# Pipeline - Payment Anomaly (RFC)  v-03.05.24

In [1]:
#!pip install --upgrade boto3 fsspec s3fs

# Pipeline Begin

In [2]:
import boto3 
import pandas as pd 
import sagemaker
import os
from sagemaker.workflow.pipeline_context import PipelineSession 

pipeline_name = "sagemaker-mlops-payment-anomaly-pipeline"
sagemaker_session = sagemaker.Session()
region = sagemaker_session.boto_region_name 
role = sagemaker.get_execution_role()
pipeline_session = PipelineSession()
model_package_group_name = f"PaymentAnomalyModelPackageGroup"

sagemaker.config INFO - Not applying SDK defaults from location: /etc/xdg/sagemaker/config.yaml
sagemaker.config INFO - Not applying SDK defaults from location: /home/sagemaker-user/.config/sagemaker/config.yaml
sagemaker.config INFO - Not applying SDK defaults from location: /etc/xdg/sagemaker/config.yaml
sagemaker.config INFO - Not applying SDK defaults from location: /home/sagemaker-user/.config/sagemaker/config.yaml
sagemaker.config INFO - Not applying SDK defaults from location: /etc/xdg/sagemaker/config.yaml
sagemaker.config INFO - Not applying SDK defaults from location: /home/sagemaker-user/.config/sagemaker/config.yaml
sagemaker.config INFO - Not applying SDK defaults from location: /etc/xdg/sagemaker/config.yaml
sagemaker.config INFO - Not applying SDK defaults from location: /home/sagemaker-user/.config/sagemaker/config.yaml


# Load Data

In [3]:
from sagemaker.workflow.parameters import(ParameterInteger,
                                         ParameterString,
                                         ParameterFloat)

processing_instance_count = ParameterInteger(name="ProcessingInstanceCount",
                                             default_value=1)
processing_instance_type = ParameterString(name="ProcessingInstanceType",
                                           default_value="ml.m4.xlarge")
training_instance_type = ParameterString(name="TrainingInstanceType",
                                         default_value="ml.m4.xlarge")
model_approval_status = ParameterString(name="ModelApprovalStatus",
                                        default_value="PendingManualApproval")

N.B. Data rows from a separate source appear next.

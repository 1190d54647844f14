//! IO failures with errno and operation context.

use thiserror::Error;

/// A non-recoverable system call failure. EINTR never surfaces here; it is
/// retried at the call site until the retry budget runs out, at which point
/// the EINTR itself is reported.
#[derive(Debug, Clone, PartialEq, Eq, Error)]
#[error("{operation} failed (errno {errno})")]
pub struct IoError {
    pub errno: i32,
    pub operation: &'static str,
}

impl IoError {
    pub fn new(errno: i32, operation: &'static str) -> IoError {
        IoError { errno, operation }
    }

    /// Capture the calling thread's current errno.
    pub fn last(operation: &'static str) -> IoError {
        let errno = std::io::Error::last_os_error().raw_os_error().unwrap_or(0);
        IoError { errno, operation }
    }

    /// EAGAIN/EWOULDBLOCK: not a failure, the caller treats it as "no data".
    pub fn is_would_block(&self) -> bool {
        self.errno == libc::EAGAIN || self.errno == libc::EWOULDBLOCK
    }
}

impl From<IoError> for std::io::Error {
    fn from(err: IoError) -> std::io::Error {
        std::io::Error::from_raw_os_error(err.errno)
    }
}

pub type Result<T> = std::result::Result<T, IoError>;
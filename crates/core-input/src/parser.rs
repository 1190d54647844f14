//! Byte-stream to event state machine.
//!
//! The parser pulls bytes through a peek-and-consume source. A lone ESC is
//! only reported as the Escape key after a short grace period with no
//! follow-up byte, since a terminal delivers multi-byte sequences in one
//! burst but a human pressing Escape sends exactly one byte. Unknown
//! sequences degrade to `KeyCode::Unknown` instead of derailing the stream.

use crate::key::{decode_modifier_param, KeyCode, KeyEvent, Modifiers};
use crate::mouse::{decode_button, MouseButton, MouseEvent};
use core_io::{Reader, Result};

/// How long ESC waits for a continuation byte before standing alone.
pub const ESCAPE_GRACE_MS: i32 = 50;

/// Byte supply the parser drives. `core_io::Reader` is the production
/// implementation; tests feed byte vectors.
pub trait ByteSource {
    fn read_byte(&mut self) -> Result<Option<u8>>;
    fn peek_byte(&mut self) -> Result<Option<u8>>;
    fn wait_for_data(&mut self, timeout_ms: i32) -> Result<bool>;
}

impl ByteSource for Reader {
    fn read_byte(&mut self) -> Result<Option<u8>> {
        Reader::read_byte(self)
    }

    fn peek_byte(&mut self) -> Result<Option<u8>> {
        Reader::peek_byte(self)
    }

    fn wait_for_data(&mut self, timeout_ms: i32) -> Result<bool> {
        Reader::wait_for_data(self, timeout_ms)
    }
}

/// A parsed unit of input.
#[derive(Debug, Clone, Copy, PartialEq, Eq)]
pub enum InputEvent {
    Key(KeyEvent),
    Mouse(MouseEvent),
    FocusGained,
    FocusLost,
}

pub struct InputParser {
    escape_grace_ms: i32,
}

impl Default for InputParser {
    fn default() -> Self {
        InputParser::new()
    }
}

impl InputParser {
    pub fn new() -> InputParser {
        InputParser {
            escape_grace_ms: ESCAPE_GRACE_MS,
        }
    }

    /// Grace override for tests and latency-sensitive embedders.
    pub fn with_escape_grace(escape_grace_ms: i32) -> InputParser {
        InputParser { escape_grace_ms }
    }

    /// Parse the next event, or `None` when the source has nothing buffered.
    pub fn next_event<S: ByteSource>(&mut self, source: &mut S) -> Result<Option<InputEvent>> {
        let Some(byte) = source.read_byte()? else {
            return Ok(None);
        };
        let event = match byte {
            0x1B => self.parse_escape(source)?,
            _ => self.parse_plain(byte, source)?,
        };
        Ok(Some(event))
    }

    /// Wait out the grace period, then consume the next sequence byte.
    fn next_seq_byte<S: ByteSource>(&self, source: &mut S) -> Result<Option<u8>> {
        if !source.wait_for_data(self.escape_grace_ms)? {
            return Ok(None);
        }
        source.read_byte()
    }

    fn parse_escape<S: ByteSource>(&self, source: &mut S) -> Result<InputEvent> {
        if !source.wait_for_data(self.escape_grace_ms)? {
            return Ok(InputEvent::Key(KeyEvent::new(KeyCode::Escape)));
        }
        match source.peek_byte()? {
            None => Ok(InputEvent::Key(KeyEvent::new(KeyCode::Escape))),
            Some(b'[') => {
                source.read_byte()?;
                self.parse_csi(source)
            }
            Some(b'O') => {
                source.read_byte()?;
                self.parse_ss3(source)
            }
            Some(0x1B) => {
                // ESC ESC: alt-modify whatever the second escape resolves to.
                source.read_byte()?;
                Ok(add_alt(self.parse_escape(source)?))
            }
            Some(_) => match source.read_byte()? {
                Some(byte) => Ok(add_alt(self.parse_plain(byte, source)?)),
                None => Ok(InputEvent::Key(KeyEvent::new(KeyCode::Escape))),
            },
        }
    }

    fn parse_ss3<S: ByteSource>(&self, source: &mut S) -> Result<InputEvent> {
        let code = match self.next_seq_byte(source)? {
            Some(b'P') => KeyCode::F(1),
            Some(b'Q') => KeyCode::F(2),
            Some(b'R') => KeyCode::F(3),
            Some(b'S') => KeyCode::F(4),
            Some(b'A') => KeyCode::Up,
            Some(b'B') => KeyCode::Down,
            Some(b'C') => KeyCode::Right,
            Some(b'D') => KeyCode::Left,
            Some(b'H') => KeyCode::Home,
            Some(b'F') => KeyCode::End,
            Some(other) => KeyCode::Unknown(other as char),
            None => KeyCode::Unknown('O'),
        };
        Ok(InputEvent::Key(KeyEvent::new(code)))
    }

    fn parse_csi<S: ByteSource>(&self, source: &mut S) -> Result<InputEvent> {
        let mut param_bytes: Vec<u8> = Vec::new();
        let final_byte;
        loop {
            match self.next_seq_byte(source)? {
                Some(byte @ 0x30..=0x3F) => param_bytes.push(byte),
                Some(0x20..=0x2F) => {} // intermediates are collected and ignored
                Some(byte @ 0x40..=0x7E) => {
                    final_byte = byte;
                    break;
                }
                Some(other) => {
                    tracing::trace!(target: "termisu.input", byte = other, "stray CSI byte");
                    return Ok(InputEvent::Key(KeyEvent::new(KeyCode::Unknown(
                        other as char,
                    ))));
                }
                None => {
                    return Ok(InputEvent::Key(KeyEvent::new(KeyCode::Unknown('['))));
                }
            }
        }

        // X10 mouse: CSI M followed by three raw bytes.
        if final_byte == b'M' && param_bytes.is_empty() {
            return self.parse_x10_mouse(source);
        }
        // SGR mouse: CSI < params M|m.
        if (final_byte == b'M' || final_byte == b'm') && param_bytes.first() == Some(&b'<') {
            return Ok(parse_sgr_mouse(&param_bytes[1..], final_byte));
        }

        let params = parse_params(&param_bytes);
        let modifiers = params
            .get(1)
            .map(|&p| decode_modifier_param(p))
            .unwrap_or_default();

        let event = match final_byte {
            b'A' => KeyEvent::with_modifiers(KeyCode::Up, modifiers),
            b'B' => KeyEvent::with_modifiers(KeyCode::Down, modifiers),
            b'C' => KeyEvent::with_modifiers(KeyCode::Right, modifiers),
            b'D' => KeyEvent::with_modifiers(KeyCode::Left, modifiers),
            b'H' => KeyEvent::with_modifiers(KeyCode::Home, modifiers),
            b'F' => KeyEvent::with_modifiers(KeyCode::End, modifiers),
            b'Z' => KeyEvent::with_modifiers(KeyCode::Tab, Modifiers::SHIFT),
            b'~' => return Ok(tilde_key(&params)),
            b'u' => return Ok(kitty_key(&params)),
            b'I' => return Ok(InputEvent::FocusGained),
            b'O' => return Ok(InputEvent::FocusLost),
            other => KeyEvent::new(KeyCode::Unknown(other as char)),
        };
        Ok(InputEvent::Key(event))
    }

    fn parse_x10_mouse<S: ByteSource>(&self, source: &mut S) -> Result<InputEvent> {
        let mut raw = [0u8; 3];
        for slot in raw.iter_mut() {
            match self.next_seq_byte(source)? {
                Some(byte) => *slot = byte,
                None => {
                    return Ok(InputEvent::Key(KeyEvent::new(KeyCode::Unknown('M'))));
                }
            }
        }
        let (button, modifiers, motion) = decode_button(raw[0] as i32 - 32);
        Ok(InputEvent::Mouse(MouseEvent {
            x: raw[1] as i32 - 32,
            y: raw[2] as i32 - 32,
            button,
            modifiers,
            motion,
        }))
    }

    fn parse_plain<S: ByteSource>(&self, byte: u8, source: &mut S) -> Result<InputEvent> {
        let event = match byte {
            0x0D => KeyEvent::new(KeyCode::Enter),
            0x09 => KeyEvent::new(KeyCode::Tab),
            0x7F => KeyEvent::new(KeyCode::Backspace),
            0x00 => KeyEvent::with_modifiers(KeyCode::Char(' '), Modifiers::CTRL),
            0x01..=0x1A => KeyEvent::with_modifiers(
                KeyCode::Char((byte + 0x60) as char),
                Modifiers::CTRL,
            ),
            0x1C..=0x1F => KeyEvent::with_modifiers(
                KeyCode::Char((byte + 0x40) as char),
                Modifiers::CTRL,
            ),
            0x20..=0x7E => KeyEvent::printable(byte as char),
            _ => return self.parse_utf8(byte, source),
        };
        Ok(InputEvent::Key(event))
    }

    /// Assemble a multi-byte UTF-8 scalar into one character event.
    fn parse_utf8<S: ByteSource>(&self, first: u8, source: &mut S) -> Result<InputEvent> {
        let len = match first {
            b if b & 0xE0 == 0xC0 => 2,
            b if b & 0xF0 == 0xE0 => 3,
            b if b & 0xF8 == 0xF0 => 4,
            _ => {
                return Ok(InputEvent::Key(KeyEvent::new(KeyCode::Unknown(
                    char::REPLACEMENT_CHARACTER,
                ))));
            }
        };
        let mut buf = [0u8; 4];
        buf[0] = first;
        for slot in buf.iter_mut().take(len).skip(1) {
            match self.next_seq_byte(source)? {
                Some(byte) => *slot = byte,
                None => {
                    return Ok(InputEvent::Key(KeyEvent::new(KeyCode::Unknown(
                        char::REPLACEMENT_CHARACTER,
                    ))));
                }
            }
        }
        match std::str::from_utf8(&buf[..len]).ok().and_then(|s| s.chars().next()) {
            Some(ch) => Ok(InputEvent::Key(KeyEvent::printable(ch))),
            None => Ok(InputEvent::Key(KeyEvent::new(KeyCode::Unknown(
                char::REPLACEMENT_CHARACTER,
            )))),
        }
    }
}

fn add_alt(event: InputEvent) -> InputEvent {
    match event {
        InputEvent::Key(mut key) => {
            key.modifiers |= Modifiers::ALT;
            InputEvent::Key(key)
        }
        other => other,
    }
}

fn parse_params(bytes: &[u8]) -> Vec<i32> {
    let mut params = Vec::new();
    let mut current: Option<i32> = None;
    for &byte in bytes {
        match byte {
            b'0'..=b'9' => {
                let digit = (byte - b'0') as i32;
                current = Some(current.unwrap_or(0).saturating_mul(10).saturating_add(digit));
            }
            b';' => {
                params.push(current.take().unwrap_or(0));
            }
            _ => {}
        }
    }
    if let Some(value) = current {
        params.push(value);
    }
    params
}

/// `CSI <code> (;<mods>) ~` editing/function keys.
fn tilde_key(params: &[i32]) -> InputEvent {
    let modifiers = params
        .get(1)
        .map(|&p| decode_modifier_param(p))
        .unwrap_or_default();
    let code = match params.first().copied().unwrap_or(0) {
        1 | 7 => KeyCode::Home,
        2 => KeyCode::Insert,
        3 => KeyCode::Delete,
        4 | 8 => KeyCode::End,
        5 => KeyCode::PageUp,
        6 => KeyCode::PageDown,
        11 => KeyCode::F(1),
        12 => KeyCode::F(2),
        13 => KeyCode::F(3),
        14 => KeyCode::F(4),
        15 => KeyCode::F(5),
        17 => KeyCode::F(6),
        18 => KeyCode::F(7),
        19 => KeyCode::F(8),
        20 => KeyCode::F(9),
        21 => KeyCode::F(10),
        23 => KeyCode::F(11),
        24 => KeyCode::F(12),
        other => KeyCode::Unknown(char::from_digit((other % 10) as u32, 10).unwrap_or('?')),
    };
    InputEvent::Key(KeyEvent::with_modifiers(code, modifiers))
}

/// Kitty keyboard protocol, conservative subset: `CSI code (;mods) u` for
/// the codes that disambiguate Tab/Ctrl-I, Enter/Ctrl-M, and Escape/Ctrl-[.
fn kitty_key(params: &[i32]) -> InputEvent {
    let modifiers = params
        .get(1)
        .map(|&p| decode_modifier_param(p))
        .unwrap_or_default();
    let code = params.first().copied().unwrap_or(0);
    let event = match code {
        9 => KeyEvent::with_modifiers(KeyCode::Tab, modifiers),
        13 => KeyEvent::with_modifiers(KeyCode::Enter, modifiers),
        27 => KeyEvent::with_modifiers(KeyCode::Escape, modifiers),
        127 => KeyEvent::with_modifiers(KeyCode::Backspace, modifiers),
        32..=126 => {
            let ch = (code as u8) as char;
            KeyEvent {
                code: KeyCode::Char(ch),
                modifiers,
                ch: if modifiers.is_empty() { Some(ch) } else { None },
            }
        }
        _ => KeyEvent::with_modifiers(KeyCode::Unknown('u'), modifiers),
    };
    InputEvent::Key(event)
}

/// `CSI < Cb ; Cx ; Cy M|m` SGR mouse. `M` is press or motion; `m` always
/// reports a release at the same coordinates.
fn parse_sgr_mouse(param_bytes: &[u8], final_byte: u8) -> InputEvent {
    let params = parse_params(param_bytes);
    let cb = params.first().copied().unwrap_or(0);
    let (button, modifiers, motion) = decode_button(cb);
    let button = if final_byte == b'm' {
        MouseButton::Release
    } else {
        button
    };
    InputEvent::Mouse(MouseEvent {
        x: params.get(1).copied().unwrap_or(0),
        y: params.get(2).copied().unwrap_or(0),
        button,
        modifiers,
        motion: motion && final_byte != b'm',
    })
}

base_job_prefix = "payment-anomaly-model"

bucket_name = 'eliezerraj-908671954593-dataset'
prefix_name = 'payment-rcf'
feat_prefix_name = 'payment-rcf/feature/opt/ml/input/data/train'
tmp_prefix_name = 'payment-rcf/tmp'
temp_location = 's3://{}/{}/tmp'.format(bucket_name, prefix_name)
train_data_location = 's3://{}/{}/feature/opt/ml/input/data/train'.format(bucket_name, prefix_name)
model_location = 's3://{}/{}/output'.format(bucket_name, prefix_name)
input_requirement = 's3://{}/{}/{}'.format(bucket_name, prefix_name, 'requirements.txt')

print("---------------------------------")
print("bucket_name: ", bucket_name)
print("prefix_name: ", prefix_name)
print("feat_prefix_name: ", feat_prefix_name)
print("tmp_prefix_name: ", tmp_prefix_name)
print("temp_location: ", temp_location)
print("train_data_location: ", train_data_location)
print("model_location: ", model_location)
print("input_requirement: ", input_requirement)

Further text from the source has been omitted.